A version of the leaky bucket, the generic cell rate algorithm, is recommended for Asynchronous Transfer Mode (ATM) networks in UPC and NPC at user–network interfaces or inter-network interfaces or network-to-network interfaces to protect a network from excessive traffic levels on connections routed through it. The generic cell rate algorithm, or an equivalent, may also be used to shape transmissions by a network interface card onto an ATM network.

At least some implementations of the leaky bucket are a mirror image of the token bucket algorithm and will, given equivalent parameters, determine exactly the same sequence of events to conform or not conform to the same limits.

==Overview==
Two different methods of applying this leaky bucket analogy are described in the literature. These give what appear to be two different algorithms, both of which are referred to as the leaky bucket algorithm and generally without reference to the other method.

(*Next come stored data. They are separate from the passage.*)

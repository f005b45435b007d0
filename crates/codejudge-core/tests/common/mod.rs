//! Shared fixtures for the engine integration tests.

#![allow(dead_code)]

use std::collections::HashMap;
use std::sync::atomic::{AtomicU32, Ordering};
use std::sync::{Arc, Mutex};

use async_trait::async_trait;
use chrono::Utc;

use codejudge_core::error::{EvalError, Result};
use codejudge_core::model::{
    Challenge, Criterion, EvaluationRecord, EvaluationState, Repository, RepositorySnapshot,
    SnapshotFile,
};
use codejudge_core::service::EvaluationService;
use codejudge_core::store::MemoryStore;
use codejudge_core::traits::{Judge, JudgePayload, ProvisionRequest, RecordStore, SnapshotSource};

pub fn challenge(id: &str) -> Challenge {
    Challenge {
        id: id.into(),
        name: format!("Challenge {id}"),
        description: "Build something".into(),
        expected_outcome: "It works".into(),
        active: true,
        agent_id: None,
        created_at: Utc::now(),
        updated_at: None,
    }
}

pub fn criterion(challenge_id: &str, id: &str) -> Criterion {
    Criterion {
        id: id.into(),
        challenge_id: challenge_id.into(),
        name: format!("criterion {id}"),
        description: format!("checks {id}"),
        score_multiplier: 1.0,
        code_concept: id.into(),
    }
}

pub fn repository(challenge_id: &str, id: &str) -> Repository {
    Repository {
        id: id.into(),
        challenge_id: challenge_id.into(),
        name: id.into(),
        url: format!("https://github.com/acme/{id}"),
        created_at: Utc::now(),
    }
}

/// Seed a challenge with the given criteria and repositories.
pub fn seed(store: &MemoryStore, challenge_id: &str, criteria: &[&str], repos: &[&str]) {
    store.add_challenge(challenge(challenge_id)).unwrap();
    for id in criteria {
        store.add_criterion(criterion(challenge_id, id)).unwrap();
    }
    for id in repos {
        store.add_repository(repository(challenge_id, id)).unwrap();
    }
}

// ---------------------------------------------------------------------------
// Recording store
// ---------------------------------------------------------------------------

/// A memory store that remembers the state of every evaluation write.
#[derive(Default)]
pub struct RecordingStore {
    pub inner: MemoryStore,
    writes: Mutex<Vec<(String, EvaluationState)>>,
}

impl RecordingStore {
    /// States written for `id`, with consecutive duplicates collapsed.
    pub fn state_history(&self, id: &str) -> Vec<EvaluationState> {
        let mut states: Vec<EvaluationState> = self
            .writes
            .lock()
            .unwrap()
            .iter()
            .filter(|(record, _)| record == id)
            .map(|(_, state)| *state)
            .collect();
        states.dedup();
        states
    }

    pub fn write_count(&self, id: &str) -> usize {
        self.writes
            .lock()
            .unwrap()
            .iter()
            .filter(|(record, _)| record == id)
            .count()
    }
}

#[async_trait]
impl RecordStore for RecordingStore {
    async fn create_or_update_evaluation(&self, r: &EvaluationRecord) -> Result<EvaluationRecord> {
        self.writes.lock().unwrap().push((r.id.clone(), r.state));
        self.inner.create_or_update_evaluation(r).await
    }
    async fn get_evaluation(&self, id: &str, repo: &str) -> Result<Option<EvaluationRecord>> {
        self.inner.get_evaluation(id, repo).await
    }
    async fn list_evaluations_for_challenge(&self, c: &str) -> Result<Vec<EvaluationRecord>> {
        self.inner.list_evaluations_for_challenge(c).await
    }
    async fn list_evaluations_for_repository(&self, r: &str) -> Result<Vec<EvaluationRecord>> {
        self.inner.list_evaluations_for_repository(r).await
    }
    async fn list_repositories(&self, c: &str) -> Result<Vec<Repository>> {
        self.inner.list_repositories(c).await
    }
    async fn get_repository(&self, id: &str, c: &str) -> Result<Option<Repository>> {
        self.inner.get_repository(id, c).await
    }
    async fn list_criteria(&self, c: &str) -> Result<Vec<Criterion>> {
        self.inner.list_criteria(c).await
    }
    async fn list_challenges(&self) -> Result<Vec<Challenge>> {
        self.inner.list_challenges().await
    }
    async fn get_challenge(&self, id: &str) -> Result<Option<Challenge>> {
        self.inner.get_challenge(id).await
    }
    async fn save_challenge(&self, c: &Challenge) -> Result<Challenge> {
        self.inner.save_challenge(c).await
    }
}

// ---------------------------------------------------------------------------
// Snapshot source
// ---------------------------------------------------------------------------

/// Returns a one-file snapshot per URL, or a fetch failure for URLs marked
/// as broken.
#[derive(Default)]
pub struct FakeSource {
    broken: Mutex<Vec<String>>,
    calls: AtomicU32,
}

impl FakeSource {
    pub fn break_url(&self, url: &str) {
        self.broken.lock().unwrap().push(url.to_string());
    }

    pub fn fix_all(&self) {
        self.broken.lock().unwrap().clear();
    }

    pub fn calls(&self) -> u32 {
        self.calls.load(Ordering::SeqCst)
    }
}

#[async_trait]
impl SnapshotSource for FakeSource {
    async fn snapshot(&self, repository_url: &str) -> Result<RepositorySnapshot> {
        self.calls.fetch_add(1, Ordering::SeqCst);
        if self.broken.lock().unwrap().iter().any(|u| u == repository_url) {
            return Err(EvalError::FetchFailed {
                url: repository_url.to_string(),
                status: Some(404),
                message: "HTTP 404".into(),
            });
        }
        Ok(vec![SnapshotFile {
            path: "src/lib.rs".into(),
            snippet: format!("// {repository_url}"),
        }])
    }
}

// ---------------------------------------------------------------------------
// Judge
// ---------------------------------------------------------------------------

/// Answers with a scripted reply per repository name, records the order of
/// calls and counts provisioning.
pub struct ScriptedJudge {
    answers: Mutex<HashMap<String, String>>,
    default_answer: String,
    unavailable: Mutex<bool>,
    provisioned: AtomicU32,
    calls: Mutex<Vec<(String, String, String)>>,
}

impl ScriptedJudge {
    pub fn new(default_answer: &str) -> Self {
        Self {
            answers: Mutex::new(HashMap::new()),
            default_answer: default_answer.to_string(),
            unavailable: Mutex::new(false),
            provisioned: AtomicU32::new(0),
            calls: Mutex::new(Vec::new()),
        }
    }

    pub fn answer_for(&self, repository: &str, answer: &str) {
        self.answers
            .lock()
            .unwrap()
            .insert(repository.to_string(), answer.to_string());
    }

    pub fn set_unavailable(&self, unavailable: bool) {
        *self.unavailable.lock().unwrap() = unavailable;
    }

    pub fn provisioned(&self) -> u32 {
        self.provisioned.load(Ordering::SeqCst)
    }

    /// `(identity, criterion name, repository name)` per call, in order.
    pub fn calls(&self) -> Vec<(String, String, String)> {
        self.calls.lock().unwrap().clone()
    }
}

#[async_trait]
impl Judge for ScriptedJudge {
    fn name(&self) -> &str {
        "scripted"
    }

    async fn provision(&self, request: &ProvisionRequest) -> Result<String> {
        let n = self.provisioned.fetch_add(1, Ordering::SeqCst) + 1;
        Ok(format!("{}#{n}", request.name))
    }

    async fn ask(&self, identity: &str, payload: &JudgePayload) -> Result<String> {
        if *self.unavailable.lock().unwrap() {
            return Err(EvalError::JudgeUnavailable("connection refused".into()));
        }
        self.calls.lock().unwrap().push((
            identity.to_string(),
            payload.criteria.name.clone(),
            payload.repository.name.clone(),
        ));
        Ok(self
            .answers
            .lock()
            .unwrap()
            .get(&payload.repository.name)
            .cloned()
            .unwrap_or_else(|| self.default_answer.clone()))
    }
}

pub struct Harness {
    pub store: Arc<RecordingStore>,
    pub source: Arc<FakeSource>,
    pub judge: Arc<ScriptedJudge>,
    pub service: Arc<EvaluationService>,
}

pub fn harness(default_answer: &str) -> Harness {
    let store = Arc::new(RecordingStore::default());
    let source = Arc::new(FakeSource::default());
    let judge = Arc::new(ScriptedJudge::new(default_answer));
    let service = Arc::new(EvaluationService::new(
        store.clone(),
        source.clone(),
        judge.clone(),
    ));
    Harness {
        store,
        source,
        judge,
        service,
    }
}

This has resulted in confusion about what the leaky bucket algorithm is and what its properties are.

In one version, the bucket is a counter or variable separate from the flow of traffic or schedule of events. This counter is used only to check that the traffic or events conform to the limits: The counter is incremented as each packet arrives at the point where the check is being made or an event occurs, which is equivalent to the way water is added intermittently to the bucket. The counter is also decremented at a fixed rate, equivalent to the way the water leaks out of the bucket. As a result, the value in the counter represents the level of the water in the bucket. If the counter remains below a specified limit value when a packet arrives or an event occurs, i.e., the bucket does not overflow, that indicates its conformance to the bandwidth and burstiness limits or the average and peak rate event limits. This version is referred to here as the leaky bucket as a meter.

In the second version, the bucket is a queue in the flow of traffic. This queue is used to directly control that flow: Packets are entered into the queue as they arrive, equivalent to the water being added to the bucket. These packets are then removed from the queue (first come, first served), usually at a fixed rate, e.g., for onward transmission, equivalent to water leaking from the bucket. This configuration imposes conformance rather than checking it, and where the output is serviced at a fixed rate (and where the packets are all the same length), the resulting traffic stream is necessarily devoid of burstiness or jitter. So in this version, the traffic itself is the analogue of the water passing through the bucket. This version is referred to here as leaky bucket as a queue.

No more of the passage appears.